> **PROBLEM DETAILS**:
Copy exactly the lines from the first line of the records below through the line containing "use thiserror::Error;", including both, and nothing else.

> **Entries taken from a collection**:
[Start of section]
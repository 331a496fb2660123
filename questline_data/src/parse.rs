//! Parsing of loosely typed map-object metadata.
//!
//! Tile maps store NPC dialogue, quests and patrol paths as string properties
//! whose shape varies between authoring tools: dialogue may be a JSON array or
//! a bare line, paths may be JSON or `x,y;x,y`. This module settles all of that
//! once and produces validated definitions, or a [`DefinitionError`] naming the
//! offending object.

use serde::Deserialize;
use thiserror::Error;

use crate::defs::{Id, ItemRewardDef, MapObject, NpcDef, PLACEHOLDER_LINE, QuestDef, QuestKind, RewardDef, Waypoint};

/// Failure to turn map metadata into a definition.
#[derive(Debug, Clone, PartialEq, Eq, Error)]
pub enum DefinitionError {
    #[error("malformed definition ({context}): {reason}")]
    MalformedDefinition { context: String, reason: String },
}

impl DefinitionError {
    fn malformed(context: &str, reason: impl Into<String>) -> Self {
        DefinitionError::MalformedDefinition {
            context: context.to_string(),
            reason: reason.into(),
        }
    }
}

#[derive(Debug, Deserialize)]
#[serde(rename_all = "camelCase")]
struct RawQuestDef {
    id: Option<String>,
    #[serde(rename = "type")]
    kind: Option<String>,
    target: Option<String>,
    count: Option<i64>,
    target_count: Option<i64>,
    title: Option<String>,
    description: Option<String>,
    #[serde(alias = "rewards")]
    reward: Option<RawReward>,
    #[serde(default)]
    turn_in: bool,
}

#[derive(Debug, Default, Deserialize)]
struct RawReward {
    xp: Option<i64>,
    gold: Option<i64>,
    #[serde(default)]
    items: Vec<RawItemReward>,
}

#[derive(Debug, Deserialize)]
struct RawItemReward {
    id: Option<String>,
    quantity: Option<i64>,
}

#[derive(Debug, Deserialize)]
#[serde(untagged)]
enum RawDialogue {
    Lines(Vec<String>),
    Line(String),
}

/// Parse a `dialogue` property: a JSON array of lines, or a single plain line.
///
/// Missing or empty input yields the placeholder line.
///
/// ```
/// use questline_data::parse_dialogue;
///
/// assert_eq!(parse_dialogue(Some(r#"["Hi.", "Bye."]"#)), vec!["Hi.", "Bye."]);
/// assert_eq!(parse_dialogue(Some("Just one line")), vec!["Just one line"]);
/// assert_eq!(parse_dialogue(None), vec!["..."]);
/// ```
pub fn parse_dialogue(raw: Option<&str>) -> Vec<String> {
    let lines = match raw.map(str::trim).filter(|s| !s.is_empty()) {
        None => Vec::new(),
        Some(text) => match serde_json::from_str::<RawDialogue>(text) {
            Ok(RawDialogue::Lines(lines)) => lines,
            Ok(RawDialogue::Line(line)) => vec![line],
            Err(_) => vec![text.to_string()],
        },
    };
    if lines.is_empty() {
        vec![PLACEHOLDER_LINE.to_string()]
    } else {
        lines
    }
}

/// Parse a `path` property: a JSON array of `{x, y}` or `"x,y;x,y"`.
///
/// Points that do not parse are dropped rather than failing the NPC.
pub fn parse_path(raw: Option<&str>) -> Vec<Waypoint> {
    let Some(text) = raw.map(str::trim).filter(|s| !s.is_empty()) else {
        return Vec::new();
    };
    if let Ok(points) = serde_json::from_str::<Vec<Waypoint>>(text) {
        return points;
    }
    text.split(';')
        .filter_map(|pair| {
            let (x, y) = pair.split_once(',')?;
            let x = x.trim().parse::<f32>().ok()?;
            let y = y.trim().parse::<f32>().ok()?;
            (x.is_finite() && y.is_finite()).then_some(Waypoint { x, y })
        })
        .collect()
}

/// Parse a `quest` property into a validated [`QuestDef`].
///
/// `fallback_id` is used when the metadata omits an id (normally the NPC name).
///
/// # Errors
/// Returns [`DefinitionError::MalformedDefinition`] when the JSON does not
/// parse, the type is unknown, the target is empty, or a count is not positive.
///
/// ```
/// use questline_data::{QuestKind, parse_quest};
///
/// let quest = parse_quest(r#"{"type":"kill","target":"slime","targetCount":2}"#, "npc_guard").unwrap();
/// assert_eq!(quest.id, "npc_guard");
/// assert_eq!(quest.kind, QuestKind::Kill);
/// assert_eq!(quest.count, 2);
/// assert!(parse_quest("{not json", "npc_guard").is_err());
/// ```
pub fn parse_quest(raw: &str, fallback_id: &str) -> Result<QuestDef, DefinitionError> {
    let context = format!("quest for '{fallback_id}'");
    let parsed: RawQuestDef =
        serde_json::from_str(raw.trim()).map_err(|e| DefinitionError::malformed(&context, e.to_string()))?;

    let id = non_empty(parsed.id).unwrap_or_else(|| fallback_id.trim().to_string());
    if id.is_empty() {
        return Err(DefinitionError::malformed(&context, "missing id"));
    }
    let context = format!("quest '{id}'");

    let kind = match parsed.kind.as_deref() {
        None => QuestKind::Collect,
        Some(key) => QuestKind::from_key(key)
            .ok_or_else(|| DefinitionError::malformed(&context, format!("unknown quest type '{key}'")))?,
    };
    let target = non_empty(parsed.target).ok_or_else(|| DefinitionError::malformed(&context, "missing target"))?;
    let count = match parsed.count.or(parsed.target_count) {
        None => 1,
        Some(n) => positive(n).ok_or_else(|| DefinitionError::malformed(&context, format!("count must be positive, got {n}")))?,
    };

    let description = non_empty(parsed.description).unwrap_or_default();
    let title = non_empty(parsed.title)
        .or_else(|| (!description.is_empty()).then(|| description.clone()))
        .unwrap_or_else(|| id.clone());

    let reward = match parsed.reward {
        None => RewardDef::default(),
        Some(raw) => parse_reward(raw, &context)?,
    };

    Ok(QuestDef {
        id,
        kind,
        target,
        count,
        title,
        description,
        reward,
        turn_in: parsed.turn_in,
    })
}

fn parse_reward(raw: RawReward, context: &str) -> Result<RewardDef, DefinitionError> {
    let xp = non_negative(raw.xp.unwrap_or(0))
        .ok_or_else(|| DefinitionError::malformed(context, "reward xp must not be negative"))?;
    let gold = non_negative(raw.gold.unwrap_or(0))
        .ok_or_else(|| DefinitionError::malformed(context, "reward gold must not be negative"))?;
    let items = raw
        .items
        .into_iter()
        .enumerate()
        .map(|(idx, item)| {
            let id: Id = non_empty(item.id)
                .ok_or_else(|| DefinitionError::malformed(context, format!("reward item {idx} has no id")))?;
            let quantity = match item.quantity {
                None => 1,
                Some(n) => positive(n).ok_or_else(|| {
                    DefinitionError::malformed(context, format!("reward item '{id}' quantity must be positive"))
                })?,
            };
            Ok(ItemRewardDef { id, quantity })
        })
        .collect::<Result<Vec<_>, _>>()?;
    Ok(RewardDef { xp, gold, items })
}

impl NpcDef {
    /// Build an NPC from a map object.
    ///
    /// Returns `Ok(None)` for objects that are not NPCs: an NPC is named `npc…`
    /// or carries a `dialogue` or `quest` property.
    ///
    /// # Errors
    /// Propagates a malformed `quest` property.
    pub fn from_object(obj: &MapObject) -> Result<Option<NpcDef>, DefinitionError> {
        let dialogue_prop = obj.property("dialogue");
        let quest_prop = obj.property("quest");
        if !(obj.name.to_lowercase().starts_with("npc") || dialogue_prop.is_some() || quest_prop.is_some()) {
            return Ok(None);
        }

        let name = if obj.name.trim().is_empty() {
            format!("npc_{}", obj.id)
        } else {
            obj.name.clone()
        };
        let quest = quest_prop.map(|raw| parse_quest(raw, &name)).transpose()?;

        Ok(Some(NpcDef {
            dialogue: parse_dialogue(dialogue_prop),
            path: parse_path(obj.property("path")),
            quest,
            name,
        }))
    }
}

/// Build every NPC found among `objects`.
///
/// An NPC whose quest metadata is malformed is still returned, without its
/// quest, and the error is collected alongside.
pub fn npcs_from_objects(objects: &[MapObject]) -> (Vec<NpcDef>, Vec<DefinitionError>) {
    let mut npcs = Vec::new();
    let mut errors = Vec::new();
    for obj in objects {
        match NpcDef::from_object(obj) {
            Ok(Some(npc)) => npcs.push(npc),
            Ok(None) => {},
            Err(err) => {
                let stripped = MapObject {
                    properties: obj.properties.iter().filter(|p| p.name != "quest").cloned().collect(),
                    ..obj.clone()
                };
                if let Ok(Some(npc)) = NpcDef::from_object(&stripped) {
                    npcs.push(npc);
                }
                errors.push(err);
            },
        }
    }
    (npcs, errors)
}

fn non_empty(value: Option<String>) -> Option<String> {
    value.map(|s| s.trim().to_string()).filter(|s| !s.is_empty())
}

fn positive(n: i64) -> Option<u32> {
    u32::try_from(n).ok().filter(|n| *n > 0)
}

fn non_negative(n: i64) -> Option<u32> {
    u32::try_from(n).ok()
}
[End of section]
> **THE COMPLETED TASK**:
repository 331a496fb2660123
filename questline_data/src/parse.rs
//! Parsing of loosely typed map-object metadata.
//!
//! Tile maps store NPC dialogue, quests and patrol paths as string properties
//! whose shape varies between authoring tools: dialogue may be a JSON array or
//! a bare line, paths may be JSON or `x,y;x,y`. This module settles all of that
//! once and produces validated definitions, or a [`DefinitionError`] naming the
//! offending object.

use serde::Deserialize;
use thiserror::Error;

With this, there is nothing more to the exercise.